Cahier critique 21/08/2018

“Mr Invisible” de Greg Ash

Un film londonien à rebondissements avec Julian Glover (Prix SNCF du polar 2016).

L’ellipse est peut-être l’arme la plus audacieuse du cinéma. Pourtant, affadie par son usage exclusivement pragmatique dans de nombreux films, réduite à éliminer les temps morts et superflus, son apport à la réception d’une œuvre est souvent négligé. À tort. Par sa nature même, présence manquante, image négative, elle est l’envers fondamental de cet art de la monstration qu’est le cinéma, lui conférant son relief et nimbant ses images de toute leur puissance signifiante.

C’est pourquoi un film comme Mr Invisible est profondément réjouissant. S’emparant de cette idée simple, l’ellipse, et l’incorporant au cœur de sa structure narrative, le court métrage lui restitue son épaisseur. Elle n’est alors plus subie, mais choisie, et invite à penser le film de Greg Ash comme une construction complexe plutôt que comme l’illustration – plate – d’événements disjoints. Bien sûr, le procédé n’a rien de révolutionnaire et se retrouve dans la plupart des grands films ; cependant, la dimension ludique et sensationnelle que son usage recouvre, ainsi que les relations étroites que le réalisateur élabore entre cette approche formelle et son intrigue, confèrent à l’ensemble une harmonie et une cohérence singulières.

En effet, si Mr Invisible est si surprenant, c’est d’abord par la coïncidence de son enjeu et de sa mise en scène. Car que raconte le film sinon la capacité d’un homme à passer inaperçu, lui permettant d’être à l’origine de coups d’éclats inattendus ? Mr Invisible est l’incarnation même de l’ellipse, vivant paradoxe d’une existence insoupçonnée et néanmoins déterminante. Ceux qui le croisent ne prêtent pas attention à sa vie, d’apparence ordinaire, négligeable ; comme le spectateur – se destinant pourtant à voir – qui ne s’attarde pas sur les nombreuses ellipses qui se succèdent (contrastant pourtant avec le soin et la précision portée à la caractérisation des habitudes du vieil homme), leur curiosité semble anesthésiée par l’habitude, la volonté d’efficacité, le désir de divertissement immédiat. Face à l’aplat de l’apparence, ils perdent de vue le relief de la vie.
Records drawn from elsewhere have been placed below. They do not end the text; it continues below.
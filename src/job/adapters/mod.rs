//! Adapter implementations of job-reporting ports.

pub mod memory;
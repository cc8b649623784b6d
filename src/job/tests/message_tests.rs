//! Job message assembly tests.

use super::fixtures::{
    RESOLVED, ROUTE, SCHEDULED, STARTED, TASK_ID, task, task_id, terminal_run, timestamp,
};
use crate::job::domain::{
    JobMessageBuilder, JobOrigin, JobResult, JobState, JobStatus, LIVE_LOG_NAME, Outcome,
    PushIdentity, ReasonCreated, ReasonResolved, Run, RunId, RunState, TaskStatus,
};
use rstest::{fixture, rstest};
use serde_json::json;

#[fixture]
fn push() -> PushIdentity {
    PushIdentity::parse(ROUTE).expect("valid route")
}

#[rstest]
fn build_copies_task_and_run_fields(push: PushIdentity) {
    let run = terminal_run(RunState::Exception, ReasonCreated::Scheduled, None);
    let status = TaskStatus::new(task_id(), vec![run.clone()]);

    let job = JobMessageBuilder::default()
        .build(
            &push,
            &task(),
            &status,
            &run,
            Outcome::Normalized(JobStatus::completed(JobResult::Exception)),
        )
        .expect("logs render")
        .expect("not suppressed");

    assert_eq!(job.task_id.as_str(), TASK_ID);
    assert_eq!(job.retry_id, RunId::new(0));
    assert!(!job.is_retried);
    assert_eq!(job.state, JobState::Completed);
    assert_eq!(job.result, Some(JobResult::Exception));
    assert_eq!(job.display.job_symbol, "M1");
    assert_eq!(job.display.job_name, "[TC] Linux64 mochitest-1");
    assert_eq!(job.owner, "tester@example.com");
    assert_eq!(job.reason, "scheduled");
    assert_eq!(job.tier, 2);
    assert_eq!(job.labels, vec!["opt".to_owned()]);
    assert_eq!(
        job.build_machine.as_ref().map(|machine| machine.name.as_str()),
        Some("i-0abc123")
    );
    assert_eq!(job.time_scheduled.as_str(), SCHEDULED);
    assert_eq!(job.time_started.as_ref().map(|t| t.as_str()), Some(STARTED));
    assert_eq!(job.time_completed.as_ref().map(|t| t.as_str()), Some(RESOLVED));
    assert!(job.log(LIVE_LOG_NAME).is_some());
    assert_eq!(
        job.origin,
        JobOrigin::Mercurial {
            project: "mozilla-inbound".to_owned(),
            revision: "e8a4a8a9ba2b4bc1b1d3b5fa23d0c2b51c2c1e44".to_owned(),
            push_log_id: Some(184),
        }
    );
}

#[rstest]
fn build_propagates_suppression(push: PushIdentity) {
    let run = terminal_run(RunState::Exception, ReasonCreated::Exception, None);
    let status = TaskStatus::new(task_id(), vec![run.clone()]);

    let job = JobMessageBuilder::default()
        .build(&push, &task(), &status, &run, Outcome::Suppressed)
        .expect("no rendering needed");

    assert_eq!(job, None);
}

#[rstest]
fn build_preserves_absent_timestamps(push: PushIdentity) {
    let run = Run::new(
        RunId::new(0),
        RunState::Pending,
        ReasonCreated::Scheduled,
        timestamp(SCHEDULED),
    );
    let status = TaskStatus::new(task_id(), vec![run.clone()]);

    let job = JobMessageBuilder::default()
        .build(
            &push,
            &task(),
            &status,
            &run,
            Outcome::Normalized(JobStatus::pending()),
        )
        .expect("logs render")
        .expect("not suppressed");

    assert_eq!(job.time_started, None);
    assert_eq!(job.time_completed, None);
    assert_eq!(job.result, None);
    assert_eq!(job.build_machine.map(|machine| machine.name), Some("unknown".to_owned()));
}

#[rstest]
fn earlier_runs_are_marked_retried(push: PushIdentity) {
    let first = terminal_run(
        RunState::Exception,
        ReasonCreated::Scheduled,
        Some(ReasonResolved::ClaimExpired),
    );
    let second = Run::new(
        RunId::new(1),
        RunState::Pending,
        ReasonCreated::Retry,
        timestamp(RESOLVED),
    );
    let status = TaskStatus::new(task_id(), vec![first.clone(), second]);

    let job = JobMessageBuilder::default()
        .build(
            &push,
            &task(),
            &status,
            &first,
            Outcome::Normalized(JobStatus::completed(JobResult::Retry)),
        )
        .expect("logs render")
        .expect("not suppressed");

    assert!(job.is_retried);
}

#[rstest]
fn serialized_message_uses_wire_field_names(push: PushIdentity) {
    let run = terminal_run(
        RunState::Exception,
        ReasonCreated::Scheduled,
        Some(ReasonResolved::Superseded),
    );
    let status = TaskStatus::new(task_id(), vec![run.clone()]);
    let job = JobMessageBuilder::default()
        .build(
            &push,
            &task(),
            &status,
            &run,
            Outcome::Normalized(JobStatus::completed(JobResult::Coalesced)),
        )
        .expect("logs render")
        .expect("not suppressed");

    let value = serde_json::to_value(&job).expect("serializable");

    assert_eq!(value["taskId"], json!(TASK_ID));
    assert_eq!(value["retryId"], json!(0));
    assert_eq!(value["buildSystem"], json!("taskcluster"));
    assert_eq!(value["state"], json!("completed"));
    assert_eq!(value["result"], json!("coalesced"));
    assert_eq!(value["timeStarted"], json!(STARTED));
    assert_eq!(value["timeCompleted"], json!(RESOLVED));
    assert_eq!(value["origin"]["kind"], json!("hg.mozilla.org"));
    assert_eq!(value["origin"]["pushLogID"], json!(184));
    assert_eq!(value["display"]["groupSymbol"], json!("M"));
    assert_eq!(value["logs"][0]["name"], json!("builds-4h"));
}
C’est pourquoi le climax du film dépasse la simple pirouette stylistique ; l’explosion soudaine, renversant les cartes, bouscule l’attention passive du spectateur. Dupé par les péripéties manifestes, il est alors invité à reconquérir sa place en investissant par des flashback les interstices qui lui avaient échappé. Il obtient ainsi l’opportunité de plonger dans l’épaisseur du film, lui permettant une relecture active des événements.

Mr Invisible, en mettant à jour la construction inhérente au cinéma, dépasse ainsi la seule anecdote. Humblement, il rétablit chez le spectateur la conscience de cette dynamique fondamentale – et trop souvent négligée – du cinéma qui consiste à soustraire volontairement des informations pour mieux influer sur la réception de celles apparentes. Incarnée par le personnage principal qui utilise ses effets dans son propre but de dissimulation, le ludique se mêle à l’abstraction, le divertissement à l’exigence du regard ; parce qu’elle est l’envers et la condition même du cinéma, l’ellipse est sans doute son arme la plus audacieuse.

Claire Hamon

Réalisateur : Greg Ash. Scénario : Richard Sainsbury. Image : Oliver Loncraine. Montage : Paul Monaghan. Son : Mitch Low. Musique : Nick Lloyd Webber. Interprétation : Julian Glover. Production : Tin Monkey Production (Irlande).